DIRECTIONS FOR THIS TASK
Set down the lines below exactly as they stand, please. Go from the first through the one containing "use tessera::core::config::EngineConfig;".

─── DATA SUPPLIED ───

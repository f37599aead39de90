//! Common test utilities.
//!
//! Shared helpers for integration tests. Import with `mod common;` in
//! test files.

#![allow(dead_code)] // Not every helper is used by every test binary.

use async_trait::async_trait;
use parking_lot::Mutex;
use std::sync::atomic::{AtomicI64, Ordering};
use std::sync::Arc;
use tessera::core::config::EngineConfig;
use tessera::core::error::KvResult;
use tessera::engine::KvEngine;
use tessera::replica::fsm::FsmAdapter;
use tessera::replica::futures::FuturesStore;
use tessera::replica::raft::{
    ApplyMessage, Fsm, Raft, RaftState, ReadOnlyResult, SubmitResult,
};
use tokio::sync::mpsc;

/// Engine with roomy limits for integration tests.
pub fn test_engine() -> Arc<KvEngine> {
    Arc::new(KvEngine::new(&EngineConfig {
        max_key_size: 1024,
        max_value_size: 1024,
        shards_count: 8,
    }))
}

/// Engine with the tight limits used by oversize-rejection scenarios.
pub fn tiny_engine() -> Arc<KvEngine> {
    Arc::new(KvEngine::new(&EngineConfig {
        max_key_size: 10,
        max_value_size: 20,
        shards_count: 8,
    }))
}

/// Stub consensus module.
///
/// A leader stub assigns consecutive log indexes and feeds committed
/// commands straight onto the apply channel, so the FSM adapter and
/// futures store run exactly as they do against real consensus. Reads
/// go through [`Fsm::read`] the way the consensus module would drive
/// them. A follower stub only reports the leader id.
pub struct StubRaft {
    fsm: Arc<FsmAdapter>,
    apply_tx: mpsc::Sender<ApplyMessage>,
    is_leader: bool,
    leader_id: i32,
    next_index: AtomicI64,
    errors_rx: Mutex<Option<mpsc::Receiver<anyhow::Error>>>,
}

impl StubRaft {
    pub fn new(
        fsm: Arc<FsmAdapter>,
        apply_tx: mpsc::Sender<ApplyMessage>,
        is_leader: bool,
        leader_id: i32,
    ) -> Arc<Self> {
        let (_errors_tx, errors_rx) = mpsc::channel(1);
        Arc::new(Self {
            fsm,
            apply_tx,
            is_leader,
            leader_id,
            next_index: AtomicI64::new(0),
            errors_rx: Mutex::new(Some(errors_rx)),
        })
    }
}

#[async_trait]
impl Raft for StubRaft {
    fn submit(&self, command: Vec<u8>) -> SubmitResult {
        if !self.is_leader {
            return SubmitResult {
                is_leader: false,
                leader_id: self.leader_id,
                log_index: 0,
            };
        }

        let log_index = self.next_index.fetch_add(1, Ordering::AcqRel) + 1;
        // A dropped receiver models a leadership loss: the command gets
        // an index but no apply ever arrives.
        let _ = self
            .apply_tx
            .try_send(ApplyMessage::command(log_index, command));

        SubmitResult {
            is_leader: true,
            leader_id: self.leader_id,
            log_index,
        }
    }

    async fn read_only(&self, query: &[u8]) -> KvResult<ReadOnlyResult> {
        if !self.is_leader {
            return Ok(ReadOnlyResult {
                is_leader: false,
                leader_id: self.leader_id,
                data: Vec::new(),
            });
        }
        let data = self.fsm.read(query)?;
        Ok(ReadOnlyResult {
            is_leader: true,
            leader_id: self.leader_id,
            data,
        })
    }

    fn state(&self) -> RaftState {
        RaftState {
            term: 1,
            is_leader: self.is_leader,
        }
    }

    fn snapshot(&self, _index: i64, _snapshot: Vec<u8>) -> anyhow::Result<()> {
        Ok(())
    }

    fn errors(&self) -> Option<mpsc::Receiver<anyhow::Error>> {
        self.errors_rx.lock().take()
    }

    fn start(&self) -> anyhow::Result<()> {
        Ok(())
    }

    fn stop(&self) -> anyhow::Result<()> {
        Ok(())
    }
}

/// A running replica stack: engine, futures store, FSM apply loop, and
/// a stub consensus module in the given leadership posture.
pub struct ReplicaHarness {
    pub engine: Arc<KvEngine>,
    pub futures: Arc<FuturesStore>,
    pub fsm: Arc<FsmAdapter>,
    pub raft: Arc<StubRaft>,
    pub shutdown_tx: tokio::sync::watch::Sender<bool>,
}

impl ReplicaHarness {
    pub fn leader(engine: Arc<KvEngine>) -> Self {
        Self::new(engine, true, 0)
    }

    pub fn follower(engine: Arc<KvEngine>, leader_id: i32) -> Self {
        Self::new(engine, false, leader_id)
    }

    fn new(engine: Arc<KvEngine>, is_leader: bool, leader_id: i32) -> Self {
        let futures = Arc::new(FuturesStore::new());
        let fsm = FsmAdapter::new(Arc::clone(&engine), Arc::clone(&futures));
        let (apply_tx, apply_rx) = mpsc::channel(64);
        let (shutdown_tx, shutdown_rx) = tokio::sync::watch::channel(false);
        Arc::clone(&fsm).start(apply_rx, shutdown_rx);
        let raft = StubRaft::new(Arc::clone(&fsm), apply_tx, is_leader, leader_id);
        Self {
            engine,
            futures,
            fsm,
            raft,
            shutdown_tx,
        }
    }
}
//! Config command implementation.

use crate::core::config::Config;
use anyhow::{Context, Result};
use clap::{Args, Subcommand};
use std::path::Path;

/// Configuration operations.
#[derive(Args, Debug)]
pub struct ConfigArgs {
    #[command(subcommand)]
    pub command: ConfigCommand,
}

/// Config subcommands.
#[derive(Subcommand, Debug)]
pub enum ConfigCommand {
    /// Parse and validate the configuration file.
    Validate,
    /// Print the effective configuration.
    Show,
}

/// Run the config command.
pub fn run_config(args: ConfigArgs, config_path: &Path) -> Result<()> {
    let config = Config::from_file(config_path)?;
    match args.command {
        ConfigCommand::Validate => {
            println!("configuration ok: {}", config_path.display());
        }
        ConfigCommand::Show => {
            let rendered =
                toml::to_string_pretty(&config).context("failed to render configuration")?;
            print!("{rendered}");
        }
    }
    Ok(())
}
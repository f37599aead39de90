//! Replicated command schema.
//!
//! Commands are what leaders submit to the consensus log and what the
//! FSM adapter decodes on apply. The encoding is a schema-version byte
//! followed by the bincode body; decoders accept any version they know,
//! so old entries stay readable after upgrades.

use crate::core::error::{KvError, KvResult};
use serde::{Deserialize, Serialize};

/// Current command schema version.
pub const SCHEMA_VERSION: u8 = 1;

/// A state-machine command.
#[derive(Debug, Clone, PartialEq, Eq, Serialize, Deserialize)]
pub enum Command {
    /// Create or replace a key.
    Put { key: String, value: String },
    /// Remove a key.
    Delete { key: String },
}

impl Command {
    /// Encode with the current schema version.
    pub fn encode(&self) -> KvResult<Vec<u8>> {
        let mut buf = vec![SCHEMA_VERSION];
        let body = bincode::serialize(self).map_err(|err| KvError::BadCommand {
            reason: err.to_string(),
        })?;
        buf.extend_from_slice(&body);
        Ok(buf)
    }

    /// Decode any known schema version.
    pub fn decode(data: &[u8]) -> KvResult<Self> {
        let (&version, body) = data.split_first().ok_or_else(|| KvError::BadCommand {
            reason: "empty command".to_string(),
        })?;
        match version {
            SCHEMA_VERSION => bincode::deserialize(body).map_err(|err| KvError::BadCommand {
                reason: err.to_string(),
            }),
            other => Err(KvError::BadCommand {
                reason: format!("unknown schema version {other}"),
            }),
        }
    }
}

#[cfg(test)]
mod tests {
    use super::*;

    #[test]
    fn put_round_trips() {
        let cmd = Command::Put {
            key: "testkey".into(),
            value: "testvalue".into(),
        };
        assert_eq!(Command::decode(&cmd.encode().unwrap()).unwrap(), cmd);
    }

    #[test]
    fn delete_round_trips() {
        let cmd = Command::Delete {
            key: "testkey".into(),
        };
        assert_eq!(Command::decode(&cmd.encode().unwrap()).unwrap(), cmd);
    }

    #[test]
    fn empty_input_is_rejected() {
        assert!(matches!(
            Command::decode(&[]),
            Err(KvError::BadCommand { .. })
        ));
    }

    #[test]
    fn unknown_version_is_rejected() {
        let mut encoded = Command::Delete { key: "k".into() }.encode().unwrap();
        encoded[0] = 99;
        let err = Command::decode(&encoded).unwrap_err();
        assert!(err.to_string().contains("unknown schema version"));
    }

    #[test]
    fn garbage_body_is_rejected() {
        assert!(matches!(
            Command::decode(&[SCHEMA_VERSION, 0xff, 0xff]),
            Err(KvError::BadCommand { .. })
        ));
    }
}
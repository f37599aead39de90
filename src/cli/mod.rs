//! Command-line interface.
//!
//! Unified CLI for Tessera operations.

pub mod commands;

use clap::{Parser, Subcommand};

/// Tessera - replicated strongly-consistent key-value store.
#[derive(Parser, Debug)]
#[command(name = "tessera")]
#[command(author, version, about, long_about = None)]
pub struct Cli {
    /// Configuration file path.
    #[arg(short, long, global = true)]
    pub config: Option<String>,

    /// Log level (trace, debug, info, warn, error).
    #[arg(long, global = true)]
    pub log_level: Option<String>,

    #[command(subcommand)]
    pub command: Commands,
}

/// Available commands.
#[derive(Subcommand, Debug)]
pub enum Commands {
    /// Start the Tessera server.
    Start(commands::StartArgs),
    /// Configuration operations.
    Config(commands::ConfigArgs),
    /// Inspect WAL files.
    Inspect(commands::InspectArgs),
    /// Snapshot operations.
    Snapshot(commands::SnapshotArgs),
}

───

ANSWER TO THIS PROBLEM
repository f37599aead39de90
//! Common test utilities.
//!
//! Shared helpers for integration tests. Import with `mod common;` in
//! test files.

#![allow(dead_code)] // Not every helper is used by every test binary.

use async_trait::async_trait;
use parking_lot::Mutex;
use std::sync::atomic::{AtomicI64, Ordering};
use std::sync::Arc;
use tessera::core::config::EngineConfig;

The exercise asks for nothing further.